Question 40: From what you know of Mr. Trump, is he smart enough?

President Assad: I don’t know him. When I sit with him face-to-face, I can judge him, but I only look at the person on the TV, and you know on the TV you can manipulate everything, you can make, how to say, you can rehearse, you can prepare yourself, so that’s not the issue.

Question 41: Do you like what you see on TV of Mr. Trump?

President Assad: I don’t follow the American elections as I said, because we don’t bet on it. We don’t follow it.

Question 42: He seems to respect President Putin. Does that give you hope that maybe he’s a man you could do business with?

President Assad: If he’s genuine, I think he’s saying the right thing, because every person on Earth, whether they agree or disagree with President Putin, should
respect him, because he’s respectable. He respects himself, and he respects the other, he respects his values, respects the interests of his own people, and he’s
honest and genuine. So, how can’t you respect someone with those descriptions? If he’s genuine, I think he’s correct. That’s what I can say.

 

Question 43: Mr. Trump has also made comments about Muslims, and not allowing Muslims into the United States. Did that anger you, upset you?

President Assad: Yeah, especially in Syria as a melting pot country made of many, many religions and sects and ethnicities, we think this diversity is richness, not the opposite. It’s the way the government and the way the influential forces in the society that made it a problem or a conflict. If you can have all those people living in one society with real integration, with harmony, this is richness, this is for the interest of any society, including the United States.

Question 44: So, Mr. Trump should not have made those comments about Muslims?

President Assad: Anyone shouldn’t make any discriminative rhetoric in any country. I don’t believe in this kind of rhetoric, of course.

Question 45: Mr. Trump has no experience in foreign policy. Does that worry you?

President Assad: Who had this experience before? Obama or George Bush or Clinton before? No-one of them had any experience. This is the problem with the United States. You have to look for a statesman who has real experience in politics for years, not because of having a position in Congress for a few years or being minister
of foreign affairs for example. That doesn’t mean you have the experience. The experience in states should be much much longer. So we don’t think that most of the presidents of the United States were well-versed in politics.

 

Question 46: So, a man with no experience in foreign policy in the White House is not necessarily dangerous in your view?
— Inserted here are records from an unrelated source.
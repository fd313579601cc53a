/*
 * SPDX-FileCopyrightText: 2026 otaflow contributors
 * SPDX-License-Identifier: GPL-3.0-only
 */

use std::{fmt, str::FromStr};

use thiserror::Error;

#[derive(Debug, Error, PartialEq, Eq)]
pub enum Error {
    #[error("Unknown build type: {0:?}")]
    UnknownBuildType(String),
    #[error("Unknown device: {0:?}")]
    UnknownDevice(String),
    #[error("Build number has no '.' separator: {0:?}")]
    MissingSeparator(String),
    #[error("Build number has an empty version component: {0:?}")]
    EmptyVersion(String),
    #[error("Build number has an empty ID component: {0:?}")]
    EmptyId(String),
    #[error("Build number contains invalid character {1:?}: {0:?}")]
    InvalidCharacter(String, char),
}

#[derive(Clone, Copy, Debug, PartialEq, Eq, Hash, PartialOrd, Ord)]
pub enum BuildType {
    Aosp,
    Pixel,
    Graphene,
    DownloadOta,
}

impl BuildType {
    pub const ALL: [Self; 4] = [Self::Aosp, Self::Pixel, Self::Graphene, Self::DownloadOta];

    pub fn as_str(self) -> &'static str {
        match self {
            Self::Aosp => "aosp",
            Self::Pixel => "pixel",
            Self::Graphene => "graphene",
            Self::DownloadOta => "download_ota",
        }
    }
}

impl fmt::Display for BuildType {
    fn fmt(&self, f: &mut fmt::Formatter<'_>) -> fmt::Result {
        f.write_str(self.as_str())
    }
}

impl FromStr for BuildType {
    type Err = Error;

    fn from_str(s: &str) -> Result<Self, Self::Err> {
        Self::ALL
            .into_iter()
            .find(|t| t.as_str() == s.trim())
            .ok_or_else(|| Error::UnknownBuildType(s.to_owned()))
    }
}

/// Supported device codenames. The list is independent of the build type.
#[derive(Clone, Copy, Debug, PartialEq, Eq, Hash, PartialOrd, Ord)]
pub enum Device {
    Cheetah,
    Panther,
    Bluejay,
    Raven,
    Oriole,
    Barbet,
    Redfin,
    Bramble,
    Sunfish,
    Coral,
    Flame,
}

impl Device {
    pub const ALL: [Self; 11] = [
        Self::Cheetah,
        Self::Panther,
        Self::Bluejay,
        Self::Raven,
        Self::Oriole,
        Self::Barbet,
        Self::Redfin,
        Self::Bramble,
        Self::Sunfish,
        Self::Coral,
        Self::Flame,
    ];

    pub fn codename(self) -> &'static str {
        match self {
            Self::Cheetah => "cheetah",
            Self::Panther => "panther",
            Self::Bluejay => "bluejay",
            Self::Raven => "raven",
            Self::Oriole => "oriole",
            Self::Barbet => "barbet",
            Self::Redfin => "redfin",
            Self::Bramble => "bramble",
            Self::Sunfish => "sunfish",
            Self::Coral => "coral",
            Self::Flame => "flame",
        }
    }
}

impl fmt::Display for Device {
    fn fmt(&self, f: &mut fmt::Formatter<'_>) -> fmt::Result {
        f.write_str(self.codename())
    }
}

impl FromStr for Device {
    type Err = Error;

    fn from_str(s: &str) -> Result<Self, Self::Err> {
        Self::ALL
            .into_iter()
            .find(|d| d.codename() == s.trim())
            .ok_or_else(|| Error::UnknownDevice(s.to_owned()))
    }
}

/// A build number such as `TQ2A.230505.002.2023050500`, split on the first
/// `.` into an uppercased version and the remaining ID.
#[derive(Clone, Debug, PartialEq, Eq)]
pub struct BuildNumber {
    pub version: String,
    pub id: String,
}

impl FromStr for BuildNumber {
    type Err = Error;

    fn from_str(s: &str) -> Result<Self, Self::Err> {
        let trimmed = s.trim();

        // Both components become path components.
        if let Some(c) = trimmed
            .chars()
            .find(|c| matches!(c, '/' | '\\') || c.is_whitespace() || c.is_control())
        {
            return Err(Error::InvalidCharacter(trimmed.to_owned(), c));
        }

        let (version, id) = trimmed
            .split_once('.')
            .ok_or_else(|| Error::MissingSeparator(trimmed.to_owned()))?;

        if version.is_empty() {
            return Err(Error::EmptyVersion(trimmed.to_owned()));
        } else if id.is_empty() || id.chars().all(|c| c == '.') {
            return Err(Error::EmptyId(trimmed.to_owned()));
        }

        Ok(Self {
            version: version.to_uppercase(),
            id: id.to_owned(),
        })
    }
}

/// A fully resolved selection. This uniquely identifies an OTA in the store.
#[derive(Clone, Debug, PartialEq, Eq)]
pub struct BuildSelection {
    pub build_type: BuildType,
    pub device: Device,
    pub version: String,
    pub id: String,
}

impl BuildSelection {
    pub fn new(build_type: BuildType, device: Device, build: BuildNumber) -> Self {
        Self {
            build_type,
            device,
            version: build.version,
            id: build.id,
        }
    }
}
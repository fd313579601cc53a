/*
 * SPDX-FileCopyrightText: 2026 otaflow contributors
 * SPDX-License-Identifier: GPL-3.0-only
 */

//! Provisioning of the signing keys used for patching.
//!
//! Four artifacts are maintained: the AVB private key, the AVB public key
//! metadata derived from it, the OTA private key, and the self-signed OTA
//! certificate derived from that. Regenerating a private key deletes its
//! derived artifact so that it gets recreated from the new key.

use std::{fmt, fs, io, path::Path};

use anyhow::{Context, Result};
use tracing::{info, warn};

use crate::{
    config::{KeyPaths, Tools},
    tool::{Invocation, ToolRunner, display_pipeline},
};

pub const KEY_BITS: &str = "4096";
pub const CERT_VALIDITY_DAYS: &str = "10000";
pub const CERT_SUBJECT: &str = "/CN=OTA/";

#[derive(Clone, Copy, Debug, PartialEq, Eq)]
pub enum KeyArtifact {
    AvbKey,
    AvbPublicKey,
    OtaKey,
    OtaCert,
}

impl fmt::Display for KeyArtifact {
    fn fmt(&self, f: &mut fmt::Formatter<'_>) -> fmt::Result {
        f.write_str(match self {
            Self::AvbKey => "AVB private key",
            Self::AvbPublicKey => "AVB public key metadata",
            Self::OtaKey => "OTA private key",
            Self::OtaCert => "OTA certificate",
        })
    }
}

#[derive(Clone, Debug, PartialEq, Eq)]
pub enum StepResult {
    Present,
    Generated,
    /// The generation command failed or did not produce the file.
    Failed(String),
    /// Not attempted because the artifact it is derived from is missing.
    Skipped,
}

impl StepResult {
    fn is_usable(&self) -> bool {
        matches!(self, Self::Present | Self::Generated)
    }
}

#[derive(Clone, Debug, Default, PartialEq, Eq)]
pub struct ProvisionReport {
    pub steps: Vec<(KeyArtifact, StepResult)>,
}

impl ProvisionReport {
    pub fn result(&self, artifact: KeyArtifact) -> Option<&StepResult> {
        self.steps
            .iter()
            .find(|(a, _)| *a == artifact)
            .map(|(_, r)| r)
    }

    pub fn is_complete(&self) -> bool {
        self.steps.iter().all(|(_, r)| r.is_usable())
    }
}

/// `openssl genrsa 4096 | openssl pkcs8 -topk8 -scrypt -out <output>`
pub fn generate_key_pipeline(openssl: &str, output: &Path) -> Vec<Invocation> {
    vec![
        Invocation::new(openssl).args(["genrsa", KEY_BITS]),
        Invocation::new(openssl)
            .args(["pkcs8", "-topk8", "-scrypt", "-out"])
            .arg(output),
    ]
}

/// `avbtool extract_public_key --key <key> --output <output>`
pub fn extract_public_key_invocation(
    avbtool: &[String],
    key: &Path,
    output: &Path,
) -> Result<Invocation> {
    let invocation = Invocation::from_argv(avbtool)
        .context("AVB tool command line is empty")?
        .arg("extract_public_key")
        .arg("--key")
        .arg(key)
        .arg("--output")
        .arg(output);

    Ok(invocation)
}

/// Self-signed SHA-256 certificate valid for 10000 days with subject `/CN=OTA/`.
pub fn generate_cert_invocation(openssl: &str, key: &Path, output: &Path) -> Invocation {
    Invocation::new(openssl)
        .args(["req", "-new", "-x509", "-sha256", "-key"])
        .arg(key)
        .arg("-out")
        .arg(output)
        .args(["-days", CERT_VALIDITY_DAYS, "-subj", CERT_SUBJECT])
}

fn delete_if_exists(path: &Path) -> Result<bool> {
    match fs::remove_file(path) {
        Ok(()) => Ok(true),
        Err(e) if e.kind() == io::ErrorKind::NotFound => Ok(false),
        Err(e) => Err(e).with_context(|| format!("Failed to delete file: {path:?}")),
    }
}

fn ensure_parent(path: &Path) -> Result<()> {
    if let Some(parent) = path.parent() {
        if !parent.as_os_str().is_empty() {
            fs::create_dir_all(parent)
                .with_context(|| format!("Failed to create directory: {parent:?}"))?;
        }
    }

    Ok(())
}

pub struct KeyProvisioner<'a> {
    keys: &'a KeyPaths,
    tools: &'a Tools,
    runner: &'a mut dyn ToolRunner,
}

impl<'a> KeyProvisioner<'a> {
    pub fn new(keys: &'a KeyPaths, tools: &'a Tools, runner: &'a mut dyn ToolRunner) -> Self {
        Self {
            keys,
            tools,
            runner,
        }
    }

    /// Run all four steps in order. Failures of individual steps are recorded
    /// in the report rather than returned as errors. Only filesystem errors
    /// (eg. being unable to delete a stale derived artifact) abort.
    pub fn provision(&mut self) -> Result<ProvisionReport> {
        let mut report = ProvisionReport::default();

        let avb_key = self.ensure_avb_key()?;
        let avb_pkmd = if avb_key.is_usable() {
            self.ensure_avb_public_key()?
        } else {
            StepResult::Skipped
        };
        report.steps.push((KeyArtifact::AvbKey, avb_key));
        report.steps.push((KeyArtifact::AvbPublicKey, avb_pkmd));

        let ota_key = self.ensure_ota_key()?;
        let ota_cert = if ota_key.is_usable() {
            self.ensure_ota_cert()?
        } else {
            StepResult::Skipped
        };
        report.steps.push((KeyArtifact::OtaKey, ota_key));
        report.steps.push((KeyArtifact::OtaCert, ota_cert));

        Ok(report)
    }

    /// Run `pipeline` to create `output`. Spawn failures and non-zero exit
    /// statuses are reported as [`StepResult::Failed`].
    fn generate(
        &mut self,
        artifact: KeyArtifact,
        pipeline: &[Invocation],
        output: &Path,
    ) -> Result<StepResult> {
        info!("{artifact} does not exist: {output:?}");
        ensure_parent(output)?;

        let outcome = match self.runner.run(pipeline) {
            Ok(o) => o,
            Err(e) => {
                warn!("Failed to generate {artifact}: {e}");
                return Ok(StepResult::Failed(e.to_string()));
            }
        };

        if let Err(e) = outcome.check(pipeline) {
            warn!("Failed to generate {artifact}: {e}");
            return Ok(StepResult::Failed(e.to_string()));
        }

        if !output.is_file() {
            let msg = format!(
                "{} succeeded, but did not create {output:?}",
                display_pipeline(pipeline),
            );
            warn!("Failed to generate {artifact}: {msg}");
            return Ok(StepResult::Failed(msg));
        }

        info!("Generated {artifact}: {output:?}");

        Ok(StepResult::Generated)
    }

    /// Generate a private key at `key` and invalidate `derived` on success.
    fn ensure_private_key(
        &mut self,
        artifact: KeyArtifact,
        key: &Path,
        derived: &Path,
    ) -> Result<StepResult> {
        if key.is_file() {
            return Ok(StepResult::Present);
        }

        let pipeline = generate_key_pipeline(&self.tools.openssl, key);
        let result = self.generate(artifact, &pipeline, key)?;

        if result == StepResult::Generated && delete_if_exists(derived)? {
            info!("Deleted artifact derived from the old key: {derived:?}");
        }

        Ok(result)
    }

    pub fn ensure_avb_key(&mut self) -> Result<StepResult> {
        let keys = self.keys;

        self.ensure_private_key(KeyArtifact::AvbKey, &keys.avb_key, &keys.avb_pkmd)
    }

    pub fn ensure_avb_public_key(&mut self) -> Result<StepResult> {
        let keys = self.keys;
        if keys.avb_pkmd.is_file() {
            return Ok(StepResult::Present);
        }

        let invocation =
            extract_public_key_invocation(&self.tools.avbtool, &keys.avb_key, &keys.avb_pkmd)?;

        self.generate(KeyArtifact::AvbPublicKey, &[invocation], &keys.avb_pkmd)
    }

    pub fn ensure_ota_key(&mut self) -> Result<StepResult> {
        let keys = self.keys;

        self.ensure_private_key(KeyArtifact::OtaKey, &keys.ota_key, &keys.ota_cert)
    }

    pub fn ensure_ota_cert(&mut self) -> Result<StepResult> {
        let keys = self.keys;
        if keys.ota_cert.is_file() {
            return Ok(StepResult::Present);
        }

        let invocation =
            generate_cert_invocation(&self.tools.openssl, &keys.ota_key, &keys.ota_cert);

        self.generate(KeyArtifact::OtaCert, &[invocation], &keys.ota_cert)
    }
}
President Assad: Anyone who doesn’t have experience in any position, in the White House or in the Presidential Palace in Syria or any other country, is of course dangerous for the country, generally. Of course, the United States as a great power, could have more impacts on the rest of the world. But it’s not only about the experience. At the end, when you have institutions, they can help. It’s about the intention. Is he going to be with good experience but with militaristic intentions?
Destructive intentions and so on? So, you have to talk about many factors. It’s not enough to talk only about the experience.

 

Question 47: Someone with more experience in foreign affairs is Hillary Clinton. She is known to you, in one sense. What would the consequences be if Hillary Clinton wins the election?

President Assad: Again, the same, I have to repeat the same answer. It depends on her politics. What politics is she going to adopt? Is she going to prove that she’s tough and take the United States to another war or to make escalations? This is where it’s going to be bad for everyone, including the United States. If she’s going to go in another direction, that will be good. And again, we focus more about the intentions before talking about the experience. The experience is very important, but the intention is the most crucial thing for any president. So, can you ask them the question: can they tell genuinely the American people and the rest of the world what their real intentions about their politics are? Are they going to make escalation or we’re going to see more entente around the world?
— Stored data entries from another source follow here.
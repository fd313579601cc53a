/*
 * SPDX-FileCopyrightText: 2026 otaflow contributors
 * SPDX-License-Identifier: GPL-3.0-only
 */

use std::{fmt, fs, path::PathBuf, str::FromStr};

use anyhow::{Context, Result};
use thiserror::Error;
use tracing::info;

use crate::{
    config::Config,
    selection::BuildSelection,
    store::ArtifactStore,
    tool::{Invocation, ToolRunner},
};

/// Magisk versions newer than this need a preinit partition.
pub const MAGISK_PREINIT_THRESHOLD: f64 = 25.2;

/// Partition used for Magisk's preinit data.
pub const PREINIT_PARTITION: &str = "persist";

#[derive(Debug, Error, PartialEq, Eq)]
pub enum Error {
    #[error("Invalid Magisk version: {0:?}")]
    InvalidMagiskVersion(String),
}

/// A user-supplied Magisk version. The original string is kept because it is
/// part of the APK file name, so `25.20` and `25.2` refer to different files
/// even though they compare equal.
#[derive(Clone, Debug, PartialEq)]
pub struct MagiskVersion {
    raw: String,
    number: f64,
}

impl MagiskVersion {
    pub fn as_str(&self) -> &str {
        &self.raw
    }

    pub fn number(&self) -> f64 {
        self.number
    }
}

impl fmt::Display for MagiskVersion {
    fn fmt(&self, f: &mut fmt::Formatter<'_>) -> fmt::Result {
        f.write_str(&self.raw)
    }
}

impl FromStr for MagiskVersion {
    type Err = Error;

    fn from_str(s: &str) -> Result<Self, Self::Err> {
        let raw = s.trim();

        match raw.parse::<f64>() {
            Ok(number) if number.is_finite() && number >= 0.0 => Ok(Self {
                raw: raw.to_owned(),
                number,
            }),
            _ => Err(Error::InvalidMagiskVersion(raw.to_owned())),
        }
    }
}

#[derive(Clone, Copy, Debug, PartialEq, Eq)]
pub enum PatchVariant {
    Standard,
    Preinit { partition: &'static str },
}

impl PatchVariant {
    /// Strictly greater than the threshold selects the preinit variant.
    pub fn for_version(version: &MagiskVersion) -> Self {
        if version.number() > MAGISK_PREINIT_THRESHOLD {
            Self::Preinit {
                partition: PREINIT_PARTITION,
            }
        } else {
            Self::Standard
        }
    }
}

/// Builds and runs the extract and patch invocations of the OTA patcher.
pub struct PatchDispatcher<'a> {
    config: &'a Config,
    store: &'a ArtifactStore,
    runner: &'a mut dyn ToolRunner,
}

impl<'a> PatchDispatcher<'a> {
    pub fn new(
        config: &'a Config,
        store: &'a ArtifactStore,
        runner: &'a mut dyn ToolRunner,
    ) -> Self {
        Self {
            config,
            store,
            runner,
        }
    }

    fn patcher(&self) -> Result<Invocation> {
        Invocation::from_argv(&self.config.tools.patcher)
            .context("OTA patcher command line is empty")
    }

    pub fn magisk_apk(&self, version: &MagiskVersion) -> PathBuf {
        self.config.magisk_apk(version.as_str())
    }

    /// `extract --input <zip> --directory <boot dir> --boot-only`
    pub fn extract_invocation(&self, selection: &BuildSelection) -> Result<Invocation> {
        let invocation = self
            .patcher()?
            .arg("extract")
            .arg("--input")
            .arg(self.store.ota_path(selection))
            .arg("--directory")
            .arg(self.store.boot_dir(selection))
            .arg("--boot-only");

        Ok(invocation)
    }

    /// `patch --input <zip> --privkey-avb <key> --privkey-ota <key> --cert-ota
    /// <cert> [--magisk-preinit-device <partition>] --magisk <apk>`
    pub fn patch_invocation(
        &self,
        selection: &BuildSelection,
        version: &MagiskVersion,
    ) -> Result<(PatchVariant, Invocation)> {
        let keys = &self.config.keys;
        let variant = PatchVariant::for_version(version);

        let mut invocation = self
            .patcher()?
            .arg("patch")
            .arg("--input")
            .arg(self.store.ota_path(selection))
            .arg("--privkey-avb")
            .arg(&keys.avb_key)
            .arg("--privkey-ota")
            .arg(&keys.ota_key)
            .arg("--cert-ota")
            .arg(&keys.ota_cert);

        if let PatchVariant::Preinit { partition } = variant {
            invocation = invocation.arg("--magisk-preinit-device").arg(partition);
        }

        invocation = invocation.arg("--magisk").arg(self.magisk_apk(version));

        Ok((variant, invocation))
    }

    /// Extract the boot images of the selected OTA into its boot directory.
    pub fn extract_boot_images(&mut self, selection: &BuildSelection) -> Result<()> {
        let boot_dir = self.store.boot_dir(selection);
        fs::create_dir_all(&boot_dir)
            .with_context(|| format!("Failed to create directory: {boot_dir:?}"))?;

        let invocation = self.extract_invocation(selection)?;
        info!("Extracting boot images to {boot_dir:?}");

        let pipeline = [invocation];
        self.runner
            .run(&pipeline)?
            .check(&pipeline)
            .context("Failed to extract boot images")?;

        Ok(())
    }

    /// Patch the selected OTA with the given Magisk version.
    pub fn patch(
        &mut self,
        selection: &BuildSelection,
        version: &MagiskVersion,
    ) -> Result<PatchVariant> {
        let (variant, invocation) = self.patch_invocation(selection, version)?;
        info!("Patching OTA with Magisk {version} ({variant:?})");

        let pipeline = [invocation];
        self.runner
            .run(&pipeline)?
            .check(&pipeline)
            .context("Failed to patch OTA")?;

        Ok(variant)
    }
}
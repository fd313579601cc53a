/*
 * SPDX-FileCopyrightText: 2026 otaflow contributors
 * SPDX-License-Identifier: GPL-3.0-only
 */

#![allow(dead_code)]

use std::{
    ffi::OsStr,
    fs,
    path::{Path, PathBuf},
};

use anyhow::Result;

use otaflow::{
    config::Config,
    download::OtaFetcher,
    store::BOOT_IMAGES,
    tool::{self, Invocation, Outcome, ToolRunner},
};

/// Config with every layout path inside `dir`.
pub fn test_config(dir: &Path) -> Config {
    Config::default().resolve(dir)
}

pub fn touch(path: &Path) {
    fs::create_dir_all(path.parent().unwrap()).unwrap();
    fs::write(path, b"").unwrap();
}

/// Runner that records every pipeline and pretends to be the real tools by
/// creating the files they would have written.
#[derive(Default)]
pub struct RecordingRunner {
    pub pipelines: Vec<Vec<Invocation>>,
    /// Subcommand or program argument that makes the run fail.
    pub fail_on: Option<String>,
    /// Skip creating output files even when the run succeeds.
    pub no_outputs: bool,
}

impl RecordingRunner {
    pub fn failing_on(arg: &str) -> Self {
        Self {
            fail_on: Some(arg.to_owned()),
            ..Default::default()
        }
    }

    pub fn invocations(&self) -> impl Iterator<Item = &Invocation> {
        self.pipelines.iter().flatten()
    }

    /// First invocation containing `arg` as an argument.
    pub fn find(&self, arg: &str) -> Option<&Invocation> {
        self.invocations()
            .find(|i| i.get_args().iter().any(|a| a == arg))
    }

    fn matches_failure(&self, invocation: &Invocation) -> bool {
        let Some(fail_on) = &self.fail_on else {
            return false;
        };

        invocation.program() == OsStr::new(fail_on)
            || invocation.get_args().iter().any(|a| a == fail_on.as_str())
    }

    fn create_outputs(invocation: &Invocation) {
        for flag in ["-out", "--output"] {
            if let Some(path) = invocation.flag_value(flag) {
                touch(Path::new(path));
            }
        }

        if invocation.get_args().iter().any(|a| a == "extract") {
            if let Some(dir) = invocation.flag_value("--directory") {
                for name in BOOT_IMAGES {
                    touch(&Path::new(dir).join(name));
                }
            }
        }
    }
}

impl ToolRunner for RecordingRunner {
    fn run(&mut self, pipeline: &[Invocation]) -> Result<Outcome, tool::Error> {
        self.pipelines.push(pipeline.to_vec());

        if pipeline.iter().any(|i| self.matches_failure(i)) {
            return Ok(Outcome::Failed {
                code: Some(1),
                stderr: "simulated failure".to_owned(),
            });
        }

        if !self.no_outputs {
            for invocation in pipeline {
                Self::create_outputs(invocation);
            }
        }

        Ok(Outcome::Success)
    }
}

/// Fetcher that writes a fixed payload instead of going to the network.
pub struct StubFetcher {
    pub payload: Vec<u8>,
    pub requests: Vec<(String, PathBuf)>,
}

impl StubFetcher {
    pub fn new(payload: &[u8]) -> Self {
        Self {
            payload: payload.to_vec(),
            requests: vec![],
        }
    }
}

impl OtaFetcher for StubFetcher {
    fn fetch(&mut self, url: &str, output: &Path) -> Result<()> {
        self.requests.push((url.to_owned(), output.to_owned()));
        fs::write(output, &self.payload)?;

        Ok(())
    }
}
Question 48: Well, one difference between them clearly is that Mrs. Clinton is determined, it seems still, to get rid of you. At least that’s her stated position. Mr. Trump says he’s focusing on ISIS, leave you alone. That’s a clear difference between the two. Hillary Clinton, well, I’ll ask you the question: does Hillary Clinton represent more of a threat to you than Donald Trump?

President Assad: No, because since the beginning of this crisis we heard the same motto “Assad must go” many times from nearly every Western official in different levels, whether leader or foreign official or any other official. We never cared about it. So you cannot talk about this as a threat; this is interfering in our internal issues we’re not going to respond to. As long as I have the support of the Syrian people, I don’t care about whoever talks, including the president of the United States himself. Anyone. So it’s the same for us. That’s why I say Clinton and Trump and what Obama said, for me, nothing. We don’t put it on the political map, we don’t waste our time with those rhetoric, or even demands.
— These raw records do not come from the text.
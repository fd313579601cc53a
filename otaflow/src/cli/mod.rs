/*
 * SPDX-FileCopyrightText: 2026 otaflow contributors
 * SPDX-License-Identifier: GPL-3.0-only
 */

pub mod args;
pub mod completion;
pub mod device;
pub mod menu;

macro_rules! status {
    ($($arg:tt)*) => {
        println!("\x1b[1m[*] {}\x1b[0m", format!($($arg)*))
    }
}

macro_rules! warning {
    ($($arg:tt)*) => {
        println!("\x1b[1;31m[WARNING] {}\x1b[0m", format!($($arg)+))
    }
}

pub(crate) use status;
pub(crate) use warning;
Question 49: But if Hillary Clinton as president establishes a no-fly zone over your territory, over northern Syrian for example, that makes a huge difference.

President Assad: Of course. This is where you can talk about threat, that’s why I said the policy is the crucial thing for us. When they started supporting the terrorists with such projects or plan or step, this is where you can have more chaos in the world. That’s another question: does the United States have an interest in having more chaos around the world, or the United States have more interest in having stability around the world? That’s another question. Of course, the United States can create chaos. They’ve been creating chaos for the last 50-60 years around the world. It’s not something new. Are they going to make it worse, more prevailing? That’s another question. But it’s not about me. It’s not about the president. It’s about the whole situation in the world, because you cannot separate the situation in Syria from the situation in the Middle East, and when the Middle East is not stable, the world cannot be stable.

Question 50: Let me just probe you about how far you might want a new relationship with the United States. ISIS is headquartered in your country in Raqqa. If you knew that ISIS was about to attack the United States, would you warn America?

President Assad: As a principle, yes, because they may attack civilians, and I cannot blame the innocents in the United States for the bad intentions of their officials. This is not correct. And as I said many times, I don’t consider the United States as a direct enemy as they don’t occupy my land. But at the same time, this is, let’s say, not realistic, for one reason; because there’s no relation between us and the United States. This kind of information or cooperation needs security cooperation based on political cooperation. We have neither. So you cannot have it anyway.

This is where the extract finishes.